If you go to the Lincoln Memorial you will see an example of what Rabbi Sacks noted about American monuments. There is of course the majestic, brooding, statue of Lincoln by Daniel Chester French but there are also long quotes from Lincoln’s Second Inaugural Address and the Gettysburg Address. For me it is a haunting place and every time I go there I cry. It is sacred ground for us as Americans. But here is the interesting thing -- last Shabbat I asked anyone present in the congregation who had at least one ancestor living in the United States when Lincoln was president to raise their hand. Not a single person did so. Are we less moved by the Lincoln Memorial because our ancestors were not here during the Civil War? Is Lincoln’s story less our story? Are we somehow less American because during the Civil War our ancestors lived in Russia or Germany or the Ottoman Empire?

While there are those in this country who would deny us our proper place in American society, like those who marched through the historic Grounds of the University of Virginia with tiki torches last August, chanting “Jews Will Not Replace Us,” we are not the only targets of racism and white nationalism in the United States.

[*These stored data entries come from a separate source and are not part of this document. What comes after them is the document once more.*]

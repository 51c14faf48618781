use std::collections::HashMap;
use std::sync::Arc;

use uuid::Uuid;

use crate::run::{Run, RunState};

const DEFAULT_MAX_RUNS: usize = 10_000;

/// Live run handles known to this process.
#[derive(Debug)]
pub struct RunQueue {
    runs: HashMap<Uuid, Arc<Run>>,
    max_runs: usize,
}

impl Default for RunQueue {
    fn default() -> Self {
        Self::new()
    }
}

impl RunQueue {
    pub fn new() -> Self {
        Self::with_capacity(DEFAULT_MAX_RUNS)
    }

    pub fn with_capacity(max_runs: usize) -> Self {
        Self {
            runs: HashMap::new(),
            max_runs,
        }
    }

    /// Add a run. Returns false if the queue is at capacity or the id is taken.
    pub fn add_run(&mut self, run: Arc<Run>) -> bool {
        if self.runs.len() >= self.max_runs || self.runs.contains_key(&run.id()) {
            return false;
        }
        self.runs.insert(run.id(), run);
        true
    }

    pub fn get_run(&self, id: &Uuid) -> Option<Arc<Run>> {
        self.runs.get(id).cloned()
    }

    /// Runs eligible for dispatch, oldest submission first.
    pub fn ready_runs(&self) -> Vec<Arc<Run>> {
        self.runs_in(|state| state == RunState::Ready)
    }

    /// All runs sorted chronologically by submission time.
    pub fn all_runs(&self) -> Vec<Arc<Run>> {
        self.runs_in(|_| true)
    }

    pub fn count_in(&self, state: RunState) -> usize {
        self.runs.values().filter(|r| r.state() == state).count()
    }

    /// True once no run is waiting on or holding a dispatch.
    pub fn is_settled(&self) -> bool {
        self.runs
            .values()
            .all(|r| !matches!(r.state(), RunState::Ready | RunState::Running))
    }

    /// Drop complete and failed runs. Returns the number removed.
    pub fn cleanup_finished_runs(&mut self) -> usize {
        let before = self.runs.len();
        self.runs.retain(|_, run| !run.state().is_terminal());
        before - self.runs.len()
    }

    pub fn len(&self) -> usize {
        self.runs.len()
    }

    pub fn is_empty(&self) -> bool {
        self.runs.is_empty()
    }

    pub fn is_full(&self) -> bool {
        self.runs.len() >= self.max_runs
    }

    fn runs_in(&self, keep: impl Fn(RunState) -> bool) -> Vec<Arc<Run>> {
        let mut runs: Vec<Arc<Run>> = self
            .runs
            .values()
            .filter(|r| keep(r.state()))
            .cloned()
            .collect();
        runs.sort_by_key(|r| r.submitted_at());
        runs
    }
}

Let’s be clear -- many of these phenomena are not precisely new, but there has been an uptick over the last two years or so. It seems like every day there is another story in the news about police being called because black people have the audacity to be reading in the lounge of the dorm in which they reside or selling lemonade outside the house in which they live or swimming in the pool owned by their HOA or changing the tire on their own car. On our southern border, Hispanic children were taken away from their parents with less tracking and accountability than is used when a prisoner has his belt and shoelaces confiscated.



The covenant of the United States is uniquely enmeshed with the covenants of Judaism. The Pilgrims consciously modeled their society on ancient Israel. Benjamin Franklin suggested that the United States get rid of English and adopt Hebrew as its official language. Both Franklin and Thomas Jefferson suggested that the Great Seal of the United States should depict the Exodus and Moses. Here is Franklin’s description of the design he wanted:

Moses standing on the Shore, and extending his Hand over the Sea, thereby causing the same to overwhelm Pharaoh who is sitting in an open Chariot, a Crown on his Head and a Sword in his Hand. Rays from a Pillar of Fire in the Clouds reaching to Moses, to express that he acts by Command of the Deity. Motto, "Rebellion to Tyrants is Obedience to God." Interestingly, the Hebrew term for the United States is Artzot Ha-Brit, the Lands of the Covenant -- a coinage which dates back at least to 1857.

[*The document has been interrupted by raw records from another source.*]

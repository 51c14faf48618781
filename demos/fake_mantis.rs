//! Stand-in Mantis server for trying the dispatcher locally.
//!
//! Answers status probes with the default status reply and job commands
//! with `n_years * wells` synthetic loading values, well-major.
//!
//! ```text
//! cargo run --example fake_mantis -- --port 1234 --wells 20
//! mantis-dispatch --server 127.0.0.1:1234 dispatch run.json -p 50
//! ```

use clap::Parser;
use tokio::io::{AsyncReadExt, AsyncWriteExt};
use tokio::net::{TcpListener, TcpStream};

use mantis_dispatch::protocol::{DEFAULT_STATUS_REQUEST, DEFAULT_STATUS_RESPONSE, TERMINATOR};

#[derive(Parser, Debug)]
#[command(name = "fake-mantis")]
#[command(about = "Minimal Mantis look-alike for local testing")]
struct Args {
    #[arg(long, default_value = "1234")]
    port: u16,

    /// Wells to report per run
    #[arg(long, default_value = "10")]
    wells: u32,
}

async fn handle(mut stream: TcpStream, wells: u32) -> std::io::Result<()> {
    let mut request = Vec::new();
    stream.read_to_end(&mut request).await?;

    if request == DEFAULT_STATUS_REQUEST {
        stream.write_all(DEFAULT_STATUS_RESPONSE).await?;
        return stream.shutdown().await;
    }

    let text = String::from_utf8_lossy(&request);
    if !text.trim_end().ends_with(TERMINATOR) {
        tracing::warn!(request = %text, "Request without terminator");
        return stream.shutdown().await;
    }
    let n_years: u32 = text
        .split_whitespace()
        .next()
        .and_then(|t| t.parse().ok())
        .unwrap_or(0);
    tracing::info!(n_years, wells, command = %text.trim_end(), "Job received");

    let mut body = String::new();
    for well in 0..wells {
        for year in 0..n_years {
            body.push_str(&format!("{:.4} ", 1.0 + well as f64 + year as f64 * 0.1));
        }
    }
    stream.write_all(body.as_bytes()).await?;
    stream.shutdown().await
}

#[tokio::main]
async fn main() -> Result<(), Box<dyn std::error::Error>> {
    tracing_subscriber::fmt().init();
    let args = Args::parse();

    let listener = TcpListener::bind(("0.0.0.0", args.port)).await?;
    tracing::info!(port = args.port, "Fake Mantis listening");

    loop {
        let (stream, peer) = listener.accept().await?;
        let wells = args.wells;
        tokio::spawn(async move {
            if let Err(e) = handle(stream, wells).await {
                tracing::warn!(peer = %peer, error = %e, "Connection failed");
            }
        });
    }
}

Rabbi Sacks writes: “covenant societies are not ethnic nations bound by common racial origin. They make room for outsiders – immigrants, asylum seekers, resident aliens – who become part of the society by taking its story and making it their own, as Ruth did in the biblical book that bears her name (“Your people will be my people and your God my God”) or as successive waves of immigrants did when they came to the United States. Indeed conversion in Judaism is best understood not on the model of conversion to another religion such as Christianity or Islam, but as the acquisition of citizenship in a nation like the USA.”

As both Jews and as Americans, we are uniquely positioned to remind our country of its own values. As we remind ourselves of our covenant through each prayer, each act of tikkun olam, and each mitzvah that we perform, we are enacting ourselves as true Americans. Our ideals are those of our founding fathers, memorialized in covenants that we act on. And we are called upon to remind others of what America stands for.

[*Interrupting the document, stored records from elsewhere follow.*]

mod test_harness;

use std::sync::Arc;

use chrono::Utc;
use uuid::Uuid;

use mantis_dispatch::run::{Run, RunQueue, RunState};
use test_harness::{ready_run, spec, FakeMantis, Harness};

#[test]
fn test_run_creation() {
    let run = Run::new(spec(10, &[(1, "0.5")]));
    assert_eq!(run.state(), RunState::Pending);
    assert_eq!(run.spec().n_years, 10);
    assert_eq!(run.spec().modifications.len(), 1);
}

#[test]
fn test_mark_ready_once() {
    let run = Run::new(spec(1, &[]));
    run.mark_ready().unwrap();
    assert_eq!(run.state(), RunState::Ready);
    assert!(run.mark_ready().is_err());
}

#[test]
fn test_run_queue_operations() {
    let mut queue = RunQueue::new();

    let pending = Arc::new(Run::new(spec(1, &[])));
    let ready = ready_run(spec(1, &[]));
    let pending_id = pending.id();

    assert!(queue.add_run(pending));
    assert!(queue.add_run(ready.clone()));

    assert_eq!(queue.len(), 2);
    assert_eq!(queue.all_runs().len(), 2);
    assert_eq!(queue.ready_runs().len(), 1);
    assert_eq!(queue.ready_runs()[0].id(), ready.id());
    assert_eq!(queue.count_in(RunState::Pending), 1);

    let retrieved = queue.get_run(&pending_id).unwrap();
    assert_eq!(retrieved.state(), RunState::Pending);
    assert!(queue.get_run(&Uuid::new_v4()).is_none());
}

#[test]
fn test_ready_runs_oldest_first() {
    let mut queue = RunQueue::new();
    let now = Utc::now();

    let newer = Arc::new(Run::with_id(
        Uuid::new_v4(),
        spec(1, &[]),
        now,
    ));
    let older = Arc::new(Run::with_id(
        Uuid::new_v4(),
        spec(1, &[]),
        now - chrono::Duration::seconds(60),
    ));
    newer.mark_ready().unwrap();
    older.mark_ready().unwrap();

    queue.add_run(newer.clone());
    queue.add_run(older.clone());

    let ready = queue.ready_runs();
    assert_eq!(ready[0].id(), older.id());
    assert_eq!(ready[1].id(), newer.id());
}

#[test]
fn test_queue_capacity_and_duplicates() {
    let mut queue = RunQueue::with_capacity(2);
    let first = ready_run(spec(1, &[]));

    assert!(queue.add_run(first.clone()));
    assert!(!queue.add_run(first.clone()));
    assert!(queue.add_run(ready_run(spec(1, &[]))));
    assert!(queue.is_full());
    assert!(!queue.add_run(ready_run(spec(1, &[]))));
    assert_eq!(queue.len(), 2);
}

#[tokio::test]
async fn test_settled_and_cleanup() {
    let mantis = FakeMantis::replying(b"bad").await;
    let good = FakeMantis::mantis(1).await;
    let harness = Harness::new(vec![mantis.server.clone()]);
    harness.all_online();

    let mut queue = RunQueue::new();
    assert!(queue.is_settled());

    let failed = ready_run(spec(1, &[]));
    queue.add_run(failed.clone());
    assert!(!queue.is_settled());

    harness.dispatcher.dispatch(&failed).await.unwrap_err();
    assert_eq!(failed.state(), RunState::Failed);
    assert!(queue.is_settled());

    let other = Harness::new(vec![good.server.clone()]);
    other.all_online();
    let complete = ready_run(spec(1, &[]));
    queue.add_run(complete.clone());
    other.dispatcher.dispatch(&complete).await.unwrap();

    let waiting = Arc::new(Run::new(spec(1, &[])));
    queue.add_run(waiting.clone());

    assert_eq!(queue.cleanup_finished_runs(), 2);
    assert_eq!(queue.len(), 1);
    assert!(queue.get_run(&waiting.id()).is_some());
}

When the Constitutional Convention was held in 1787, its deliberations were secret. When the Convention ended, anxious citizens gathered at Independence Hall to learn what had been produced behind closed doors. A certain Mrs. Powel of Philadelphia asked Benjamin Franklin: “Well, Doctor, what have we got, a republic or a monarchy?” With no hesitation whatsoever, Franklin responded, “A republic, if you can keep it.”

As Jews and Americans, may we prove equal to the task.